Demonstration of a tertiary interaction in solution between the extra arm and the D-stem in two different transfer RNA's by NMR.

According to the X-ray structure of yeast tRNAPhe at 2.5 A resolution, a hydrogen bond is formed between m7G46 and G22. By removal of this m7G46-residue we demonstrate that this interaction is present in solution as well. Comparison of the 1H 360 MHz NMR spectra of intact yeast tRNAPhe and its m7G-excised derivative locates the position of this tertiary H-bond at 12.5 ppm downfield from DSS. Additional evidence for the presence of this interaction in solution comes from a comparison of 1H NMR spectra of E. coli tRNAf1Met and E. coli tRNAf3Met, which differ only in a single position in the extra arm.

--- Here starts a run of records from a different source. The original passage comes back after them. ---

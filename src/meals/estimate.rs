//! Local nutrition estimate used when the meal-analysis service is down.
//!
//! Deliberately coarse: every table entry whose name appears in the
//! description is added up once.

use serde::Serialize;

use crate::records::MealType;

#[derive(Debug, Clone, Copy, PartialEq, Eq, Serialize)]
#[serde(rename_all = "lowercase")]
pub enum EstimateSource {
    Local,
}

#[derive(Debug, Clone, PartialEq, Serialize)]
pub struct NutritionEstimate {
    pub calories: f64,
    pub protein: f64,
    pub carbs: f64,
    pub fat: f64,
    pub fiber: f64,
    pub sugar: f64,
    pub gut_score: f64,
    pub analysis: String,
    pub tips: Vec<String>,
    pub matched_foods: Vec<&'static str>,
    pub source: EstimateSource,
}

#[derive(Debug, Clone, Copy)]
struct FoodFacts {
    name: &'static str,
    cal: f64,
    protein: f64,
    carbs: f64,
    fat: f64,
    fiber: f64,
    sugar: f64,
    gut: f64,
}

macro_rules! food {
    ($name:literal, $cal:expr, $p:expr, $c:expr, $f:expr, $fib:expr, $s:expr, $g:expr) => {
        FoodFacts {
            name: $name,
            cal: $cal as f64,
            protein: $p as f64,
            carbs: $c as f64,
            fat: $f as f64,
            fiber: $fib as f64,
            sugar: $s as f64,
            gut: $g as f64,
        }
    };
}

#[rustfmt::skip]
const FOOD_TABLE: &[FoodFacts] = &[
    // proteins
    food!("chicken", 165, 31, 0, 4, 0, 0, 7),
    food!("egg", 78, 6, 1, 5, 0, 0, 7),
    food!("fish", 150, 26, 0, 5, 0, 0, 8),
    food!("salmon", 208, 20, 0, 13, 0, 0, 9),
    food!("beef", 250, 26, 0, 15, 0, 0, 5),
    food!("tofu", 144, 15, 4, 8, 2, 1, 7),
    // grains
    food!("rice", 206, 4, 45, 0, 1, 0, 6),
    food!("oats", 150, 5, 27, 3, 4, 1, 9),
    food!("bread", 79, 3, 15, 1, 1, 2, 5),
    food!("pasta", 220, 8, 43, 1, 2, 1, 5),
    food!("quinoa", 222, 8, 39, 4, 5, 0, 8),
    // vegetables
    food!("salad", 20, 2, 4, 0, 2, 2, 9),
    food!("broccoli", 55, 4, 11, 1, 5, 2, 9),
    food!("spinach", 23, 3, 4, 0, 2, 0, 9),
    food!("carrot", 41, 1, 10, 0, 3, 5, 8),
    food!("vegetable", 50, 2, 10, 0, 3, 3, 8),
    // fruit
    food!("apple", 95, 0, 25, 0, 4, 19, 7),
    food!("banana", 105, 1, 27, 0, 3, 14, 8),
    food!("bananas", 210, 2, 54, 1, 6, 28, 8),
    food!("berry", 85, 1, 21, 0, 8, 12, 9),
    food!("orange", 62, 1, 15, 0, 3, 12, 7),
    food!("fruit", 80, 1, 20, 0, 3, 15, 7),
    // dairy
    food!("milk", 149, 8, 12, 8, 0, 12, 4),
    food!("cheese", 113, 7, 0, 9, 0, 0, 4),
    food!("yogurt", 100, 17, 6, 1, 0, 4, 7),
    // processed
    food!("pizza", 285, 12, 36, 10, 2, 4, 3),
    food!("burger", 354, 20, 29, 17, 1, 5, 3),
    food!("fries", 365, 4, 48, 17, 4, 0, 2),
    food!("fried", 300, 15, 20, 18, 1, 2, 3),
    food!("sandwich", 350, 15, 35, 15, 3, 5, 5),
    // drinks
    food!("coffee", 2, 0, 0, 0, 0, 0, 5),
    food!("smoothie", 200, 5, 40, 2, 4, 25, 6),
    food!("juice", 110, 1, 26, 0, 0, 22, 4),
    food!("soda", 140, 0, 39, 0, 0, 39, 1),
    // other
    food!("avocado", 234, 3, 12, 21, 10, 1, 9),
    food!("nuts", 170, 5, 6, 15, 2, 1, 7),
    food!("soup", 150, 8, 20, 4, 3, 4, 7),
];

/// Typical plate per meal type when nothing in the table matched.
fn meal_type_default(meal_type: MealType) -> FoodFacts {
    match meal_type {
        MealType::Breakfast => food!("breakfast", 350, 12, 45, 12, 4, 15, 6),
        MealType::Lunch => food!("lunch", 550, 25, 55, 20, 6, 10, 6),
        MealType::Dinner => food!("dinner", 650, 30, 60, 25, 5, 8, 6),
        MealType::Snack => food!("snack", 200, 5, 25, 8, 2, 12, 5),
    }
}

fn mentions_any(desc: &str, words: &[&str]) -> bool {
    words.iter().any(|w| desc.contains(w))
}

fn local_analysis(description: &str) -> String {
    let desc = description.to_lowercase();
    let canned: &[(&[&str], &str)] = &[
        (&["banana"], "Bananas are excellent for gut health! Rich in prebiotic fiber and potassium. The resistant starch feeds beneficial bacteria."),
        (&["apple"], "Apples contain pectin, a prebiotic fiber that supports gut bacteria. The skin has most of the fiber, so keep it on!"),
        (&["avocado"], "Avocados are fantastic for gut health! High in fiber and healthy fats that support digestion."),
        (&["berry", "berries"], "Excellent gut-friendly choice! Berries are high in fiber and antioxidants that support gut health."),
        (&["salad", "vegetable", "greens"], "Great choice! Vegetables are excellent for gut health. The fiber feeds beneficial bacteria."),
        (&["fried", "pizza", "burger"], "This meal may be heavy on your gut. Fried foods can cause inflammation. Consider adding vegetables next time."),
        (&["oats", "oatmeal"], "Oats are a gut superfood! Beta-glucan fiber feeds good bacteria and helps maintain steady blood sugar."),
        (&["yogurt", "curd"], "Yogurt contains live probiotics that support your gut microbiome. Choose plain varieties for less sugar."),
        (&["chicken", "fish", "salmon"], "Good protein choice. Lean proteins are easier to digest than red meat."),
        (&["dairy", "cheese", "milk"], "Dairy can be hard to digest for some people. Monitor how you feel after this meal."),
        (&["egg"], "Eggs are nutrient-dense and easy to digest. Great source of protein and healthy fats."),
        (&["rice"], "Rice is easy to digest. Brown rice has more fiber and nutrients than white rice."),
    ];

    canned
        .iter()
        .find(|(words, _)| mentions_any(&desc, words))
        .map(|(_, text)| text.to_string())
        .unwrap_or_else(|| {
            format!(
                "Meal logged: \"{description}\". Track how you feel in 2-3 hours to understand its gut impact."
            )
        })
}

fn local_tips(description: &str) -> Vec<String> {
    let desc = description.to_lowercase();
    let mut tips = Vec::new();

    if !mentions_any(&desc, &["vegetable", "salad", "greens"]) {
        tips.push("Add vegetables to increase fiber intake");
    }
    if mentions_any(&desc, &["fried", "fries"]) {
        tips.push("Try baked or grilled options for better gut health");
    }
    if mentions_any(&desc, &["soda", "juice"]) {
        tips.push("Replace sugary drinks with water or herbal tea");
    }
    if !mentions_any(&desc, &["fiber", "oats", "berry"]) {
        tips.push("Consider adding high-fiber foods like oats or berries");
    }
    if tips.is_empty() {
        tips.push("Stay hydrated for optimal digestion");
        tips.push("Eat slowly to improve nutrient absorption");
    }

    tips.into_iter().take(3).map(String::from).collect()
}

pub fn estimate_locally(description: &str, meal_type: MealType) -> NutritionEstimate {
    let desc = description.to_lowercase();
    let matched: Vec<&FoodFacts> = FOOD_TABLE.iter().filter(|f| desc.contains(f.name)).collect();

    let analysis = local_analysis(description);
    let tips = local_tips(description);

    if matched.is_empty() {
        let d = meal_type_default(meal_type);
        return NutritionEstimate {
            calories: d.cal,
            protein: d.protein,
            carbs: d.carbs,
            fat: d.fat,
            fiber: d.fiber,
            sugar: d.sugar,
            gut_score: d.gut,
            analysis,
            tips,
            matched_foods: Vec::new(),
            source: EstimateSource::Local,
        };
    }

    let sum = |field: fn(&FoodFacts) -> f64| matched.iter().map(|f| field(f)).sum::<f64>().round();
    let gut = matched.iter().map(|f| f.gut).sum::<f64>() / matched.len() as f64;

    NutritionEstimate {
        calories: sum(|f| f.cal),
        protein: sum(|f| f.protein),
        carbs: sum(|f| f.carbs),
        fat: sum(|f| f.fat),
        fiber: sum(|f| f.fiber),
        sugar: sum(|f| f.sugar),
        gut_score: (gut * 10.0).round() / 10.0,
        analysis,
        tips,
        matched_foods: matched.iter().map(|f| f.name).collect(),
        source: EstimateSource::Local,
    }
}

#[cfg(test)]
mod tests {
    use super::*;

    #[test]
    fn sums_every_matching_entry() {
        let est = estimate_locally("Salmon with rice and broccoli", MealType::Dinner);
        assert_eq!(est.matched_foods, vec!["salmon", "rice", "broccoli"]);
        assert_eq!(est.calories, 208.0 + 206.0 + 55.0);
        assert_eq!(est.fiber, 6.0);
        assert_eq!(est.gut_score, 8.0);
        assert_eq!(est.source, EstimateSource::Local);
        assert!(est.analysis.starts_with("Good protein choice"));
    }

    #[test]
    fn overlapping_names_both_count() {
        // "bananas" also contains "banana"
        let est = estimate_locally("two bananas", MealType::Snack);
        assert_eq!(est.matched_foods, vec!["banana", "bananas"]);
        assert_eq!(est.sugar, 42.0);
    }

    #[test]
    fn gut_score_is_rounded_to_one_decimal() {
        // (9 + 4 + 9) / 3 = 7.333..
        let est = estimate_locally("oats with milk and berry", MealType::Breakfast);
        assert_eq!(est.gut_score, 7.3);
    }

    #[test]
    fn unknown_food_falls_back_to_meal_type() {
        let est = estimate_locally("mystery stew", MealType::Lunch);
        assert!(est.matched_foods.is_empty());
        assert_eq!(est.calories, 550.0);
        assert_eq!(est.gut_score, 6.0);
        assert!(est.analysis.contains("mystery stew"));
        assert_eq!(
            est.tips,
            vec![
                "Add vegetables to increase fiber intake".to_string(),
                "Consider adding high-fiber foods like oats or berries".to_string(),
            ]
        );
    }

    #[test]
    fn tips_fall_back_when_meal_looks_balanced() {
        let est = estimate_locally("salad with oats", MealType::Lunch);
        assert_eq!(est.tips.len(), 2);
        assert_eq!(est.tips[0], "Stay hydrated for optimal digestion");
    }
}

In tRNAf3Met residue 47 is a m7G-residue, whereas in tRNAf3Met it is A, resulting in the absence of the m7G47 - G23 - C13 triple interaction, characteristic of tRNAf1Met. The resonance position of this tertiary interaction in tRNAf1Met is located around -13.6 ppm, a chemical shift difference of 1.1 ppm with respect to the position observed for tRNAPhe. The origin of this chemical shift difference is discussed in relation to the structure of their respective augmented D-helices.